Chlorine disinfection
Most are familiar with the use of a chlorine compound to shock swimming pools. Chlorine is toxic to biological organisms and kills them by oxidation. It penetrates the surface of pathogenic microorganisms and, once inside, begins to interact with intracellular enzymes and proteins, making them non-functional. The microorganism will either die or be unable to reproduce.
pros
Chlorine is relatively inexpensive and readily available. In addition, because it is such a powerful oxidizing agent, it can be very effective at rendering a large number of harmful microorganisms inert with suitable reaction times.
Minuses
Chlorine is quite volatile and can lead to disinfection by-products (DBP) that can be harmful to humans, animals and aquatic organisms. It requires careful handling in order to be shipped, stored and used safely. Chlorine disinfection does not affect viruses, Giardia lamblia and cryptosporidium.
UV disinfection
Recently, ultraviolet light disinfection systems have been widely used in many fields due to their non-chemical disinfection capabilities. At certain wavelengths, ultraviolet light can destroy the pathogen’s DNA, breaking down its molecular bonds. Normal cellular function becomes impossible in this state, leaving the microbiological organism, cysts and viruses practically inert.
pros
UV disinfection is a completely physical process, so there are no hazardous chemicals to handle. There are no harmful residual by-products that can form in purified water. It is highly effective against most viruses, bacteria, spores and cysts and requires shorter contact times than other tertiary wastewater treatment methods. In addition, it is compact in size for disinfection.
Minuses
Due to the use of light to decontaminate a solution, high concentrations of total suspended solids (TSS) can render it ineffective.
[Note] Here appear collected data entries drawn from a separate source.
//! Per-tick scheduling: project "now" into each subscriber's time zone and
//! dispatch to everyone whose slot names the current minute.
//!
//! The external trigger is assumed to fire once per calendar minute. The
//! match is exact, with no tolerance window and no last-fired bookkeeping:
//! a delayed or skipped trigger silently misses that minute's slots, and a
//! double fire for the same minute would send twice. That is the contract,
//! not an accident.

use chrono::{DateTime, Timelike, Utc};
use chrono_tz::Tz;
use serde::Serialize;
use tracing::{info, warn};

use super::dispatcher::{DispatchOutcome, PushDispatcher};
use super::pick_reminder;
use crate::error::ApiError;
use crate::store::{PushSubscription, SubscriptionStore};

/// Aggregate result of one tick. Always returned, even when some dispatches
/// fail.
#[derive(Debug, Default, Clone, Copy, Serialize)]
pub struct TickOutcome {
    pub checked: usize,
    pub sent: usize,
    pub failed: usize,
    pub skipped: usize,
    pub pruned: usize,
}

/// Whether any of the subscription's slots names the current wall-clock
/// minute in its own time zone. An unknown zone name projects through UTC
/// rather than failing the tick.
pub fn slot_due(sub: &PushSubscription, now: DateTime<Utc>) -> bool {
    let tz: Tz = match sub.timezone.parse() {
        Ok(tz) => tz,
        Err(_) => {
            warn!(
                endpoint = %sub.endpoint,
                timezone = %sub.timezone,
                "unknown time zone, falling back to UTC"
            );
            Tz::UTC
        }
    };

    let local = now.with_timezone(&tz);
    sub.slots
        .iter()
        .any(|s| u32::from(s.hour) == local.hour() && u32::from(s.minute) == local.minute())
}

/// Run one scheduler tick at the given instant.
pub async fn run_tick(
    store: &dyn SubscriptionStore,
    dispatcher: &PushDispatcher,
    now: DateTime<Utc>,
) -> Result<TickOutcome, ApiError> {
    let subs = store.list_all().await?;
    let mut outcome = TickOutcome {
        checked: subs.len(),
        ..Default::default()
    };

    for sub in &subs {
        if !slot_due(sub, now) {
            outcome.skipped += 1;
            continue;
        }

        let message = pick_reminder();
        match dispatcher.dispatch(store, sub, &message).await {
            DispatchOutcome::Sent => outcome.sent += 1,
            DispatchOutcome::TransientFailure => outcome.failed += 1,
            DispatchOutcome::Pruned => outcome.pruned += 1,
        }
    }

    info!(
        checked = outcome.checked,
        sent = outcome.sent,
        failed = outcome.failed,
        skipped = outcome.skipped,
        pruned = outcome.pruned,
        "tick complete"
    );

    Ok(outcome)
}

#[cfg(test)]
mod tests {
    use super::*;
    use std::sync::Arc;

    use crate::push::testutil::MockTransport;
    use crate::store::memory::MemoryStore;
    use crate::store::{Slot, SubscriptionKeys};
    use chrono::TimeZone;

    fn sub(endpoint: &str, timezone: &str, slots: Vec<Slot>) -> PushSubscription {
        PushSubscription {
            endpoint: endpoint.into(),
            keys: SubscriptionKeys {
                p256dh: "p".into(),
                auth: "a".into(),
            },
            timezone: timezone.into(),
            slots,
        }
    }

    fn utc(y: i32, mo: u32, d: u32, h: u32, mi: u32) -> DateTime<Utc> {
        Utc.with_ymd_and_hms(y, mo, d, h, mi, 0).unwrap()
    }

    #[test]
    fn matches_exact_local_minute() {
        // 16:00 UTC on a PDT day is 09:00 in Los Angeles.
        let s = sub(
            "ep",
            "America/Los_Angeles",
            vec![Slot { hour: 9, minute: 0 }],
        );
        assert!(slot_due(&s, utc(2025, 6, 2, 16, 0)));
        assert!(!slot_due(&s, utc(2025, 6, 2, 16, 1)));
        assert!(!slot_due(&s, utc(2025, 6, 2, 9, 0)));
    }

    #[test]
    fn dst_fall_back_minute_matches_both_utc_instants() {
        // On 2024-11-03 the Los Angeles clock shows 01:30 twice: once in PDT
        // (08:30Z) and once in PST (09:30Z). The projection rule treats both
        // the same; no special-casing.
        let s = sub(
            "ep",
            "America/Los_Angeles",
            vec![Slot { hour: 1, minute: 30 }],
        );
        assert!(slot_due(&s, utc(2024, 11, 3, 8, 30)));
        assert!(slot_due(&s, utc(2024, 11, 3, 9, 30)));
        assert!(!slot_due(&s, utc(2024, 11, 3, 10, 30)));
    }

    #[test]
    fn unknown_zone_falls_back_to_utc() {
        let s = sub("ep", "Mars/Olympus_Mons", vec![Slot { hour: 12, minute: 15 }]);
        assert!(slot_due(&s, utc(2025, 1, 1, 12, 15)));
        assert!(!slot_due(&s, utc(2025, 1, 1, 13, 15)));
    }

    #[tokio::test]
    async fn tick_sends_on_slot_and_skips_one_minute_later() {
        let store = MemoryStore::new();
        store
            .upsert(&sub(
                "https://push.example/la",
                "America/Los_Angeles",
                vec![Slot { hour: 9, minute: 0 }],
            ))
            .await
            .unwrap();

        let transport = Arc::new(MockTransport::ok());
        let dispatcher = PushDispatcher::new(transport.clone());

        // 09:00 Pacific
        let outcome = run_tick(&store, &dispatcher, utc(2025, 6, 2, 16, 0))
            .await
            .unwrap();
        assert_eq!(outcome.checked, 1);
        assert_eq!(outcome.sent, 1);
        assert_eq!(outcome.skipped, 0);

        // 09:01 Pacific: nothing due, nothing sent.
        let outcome = run_tick(&store, &dispatcher, utc(2025, 6, 2, 16, 1))
            .await
            .unwrap();
        assert_eq!(outcome.sent, 0);
        assert_eq!(outcome.skipped, 1);
        assert_eq!(transport.sent.lock().await.len(), 1);
    }

    #[tokio::test]
    async fn failures_are_isolated_per_subscription() {
        let store = MemoryStore::new();
        let slot = vec![Slot { hour: 12, minute: 0 }];
        store
            .upsert(&sub("https://push.example/ok", "UTC", slot.clone()))
            .await
            .unwrap();
        store
            .upsert(&sub("https://push.example/dead", "UTC", slot.clone()))
            .await
            .unwrap();
        store
            .upsert(&sub("https://push.example/flaky", "UTC", slot))
            .await
            .unwrap();

        let mut transport = MockTransport::ok();
        transport.gone.insert("https://push.example/dead".into());
        transport.flaky.insert("https://push.example/flaky".into());
        let dispatcher = PushDispatcher::new(Arc::new(transport));

        let outcome = run_tick(&store, &dispatcher, utc(2025, 1, 15, 12, 0))
            .await
            .unwrap();
        assert_eq!(outcome.checked, 3);
        assert_eq!(outcome.sent, 1);
        assert_eq!(outcome.failed, 1);
        assert_eq!(outcome.pruned, 1);

        // The pruned endpoint is gone; a later tick no longer attempts it.
        let remaining = store.list_all().await.unwrap();
        assert_eq!(remaining.len(), 2);
        assert!(remaining
            .iter()
            .all(|s| s.endpoint != "https://push.example/dead"));
    }
}
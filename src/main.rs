use anyhow::Result;
use std::sync::Arc;
use tracing::info;

use calmbreak_push::api;
use calmbreak_push::config::Config;
use calmbreak_push::crypto::CryptoEngine;
use calmbreak_push::providers::{self, ProviderRegistry};
use calmbreak_push::push::{PushDispatcher, WebPushTransport};
use calmbreak_push::store::Store;
use calmbreak_push::tokens::TokenCache;
use calmbreak_push::{AppState, SharedState};

#[tokio::main]
async fn main() -> Result<()> {
    // Load .env if present
    let _ = dotenvy::dotenv();

    // Initialize tracing
    tracing_subscriber::fmt()
        .with_env_filter(
            tracing_subscriber::EnvFilter::try_from_default_env()
                .unwrap_or_else(|_| "calmbreak_push=info".into()),
        )
        .init();

    // Load config
    let config = Config::from_env()?;
    info!("calmbreak-push v{}", env!("CARGO_PKG_VERSION"));
    info!("Listening on {}:{}", config.host, config.port);

    // Initialize components
    let crypto = CryptoEngine::new(&config.master_key)?;
    let store = Store::new(&config.database_url).await?;
    store.migrate().await?;
    info!("Database connected and migrated");

    let mut registry = ProviderRegistry::new();
    providers::register_defaults(&mut registry, &config);
    info!("Registered {} token providers", registry.count());

    let dispatcher = match (&config.vapid_private_key, &config.vapid_subject) {
        (Some(key), Some(subject)) => {
            let transport = WebPushTransport::new(key.clone(), subject.clone());
            Some(PushDispatcher::new(Arc::new(transport)))
        }
        _ => {
            tracing::warn!(
                "VAPID_PRIVATE_KEY / VAPID_SUBJECT not set; push delivery is disabled \
                 and tick requests will report not_configured"
            );
            None
        }
    };

    // Build shared state
    let state: SharedState = Arc::new(AppState {
        config: config.clone(),
        store,
        crypto,
        registry,
        tokens: TokenCache::new(),
        dispatcher,
    });

    // Build router
    let app = api::router(state);

    // Start server
    let addr = format!("{}:{}", config.host, config.port);
    let listener = tokio::net::TcpListener::bind(&addr).await?;
    info!("Server ready");
    axum::serve(listener, app).await?;

    Ok(())
}
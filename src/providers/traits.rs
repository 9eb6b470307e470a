use async_trait::async_trait;
use chrono::{DateTime, Utc};

use crate::error::ApiError;

/// Result of exchanging a refresh credential at a provider's token endpoint.
///
/// Providers answer in two shapes — a relative lifetime (`expires_in`
/// seconds) or an absolute instant — and both normalize to `expires_at`
/// before anything downstream sees them.
#[derive(Debug, Clone)]
pub struct RefreshedToken {
    pub access_token: String,
    /// Absolute expiry of the access token.
    pub expires_at: DateTime<Utc>,
    /// Present when the provider returned a refresh credential. Some
    /// providers rotate the credential on every use; the token cache
    /// compares this against the supplied credential and reports rotation
    /// to the caller.
    pub new_refresh_token: Option<String>,
}

/// Trait that every token provider must implement.
///
/// Each implementation handles one provider's quirks (auth style, response
/// shape, rotation behavior) behind a single normalized refresh call.
#[async_trait]
pub trait TokenProvider: Send + Sync {
    /// Unique provider identifier (e.g., "fitbit", "strava").
    fn id(&self) -> &'static str;

    /// Human-readable display name.
    fn display_name(&self) -> &str;

    /// Exchange a refresh credential for a fresh access token.
    ///
    /// A 4xx response means the credential was rejected
    /// (`ApiError::CredentialRejected`); anything else that goes wrong is
    /// `ApiError::ProviderUnavailable`.
    async fn refresh(&self, refresh_token: &str) -> Result<RefreshedToken, ApiError>;
}
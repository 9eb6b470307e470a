//! At-rest encryption for refresh credentials.

pub mod engine;

pub use engine::CryptoEngine;
pub mod api;
pub mod config;
pub mod crypto;
pub mod error;
pub mod providers;
pub mod push;
pub mod store;
pub mod tokens;

pub use config::Config;
pub use error::ApiError;

use std::sync::Arc;

/// Shared application state passed to all API handlers.
pub struct AppState {
    pub config: Config,
    pub store: store::Store,
    pub crypto: crypto::CryptoEngine,
    pub registry: providers::ProviderRegistry,
    pub tokens: tokens::TokenCache,
    /// Absent when VAPID keys are not configured; tick requests then fail
    /// closed with `not_configured`.
    pub dispatcher: Option<push::PushDispatcher>,
}

pub type SharedState = Arc<AppState>;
This is not a problem as long as the previous treatment process is effective in removing the TSS. Low doses of UV light may not be effective against some viruses, spores, and cysts, and therefore require longer exposure times or higher exposure intensities. There is also the possibility for photoreactivation of microorganisms, as a result of which the organisms recover after treatment if the ultraviolet dose is not large enough.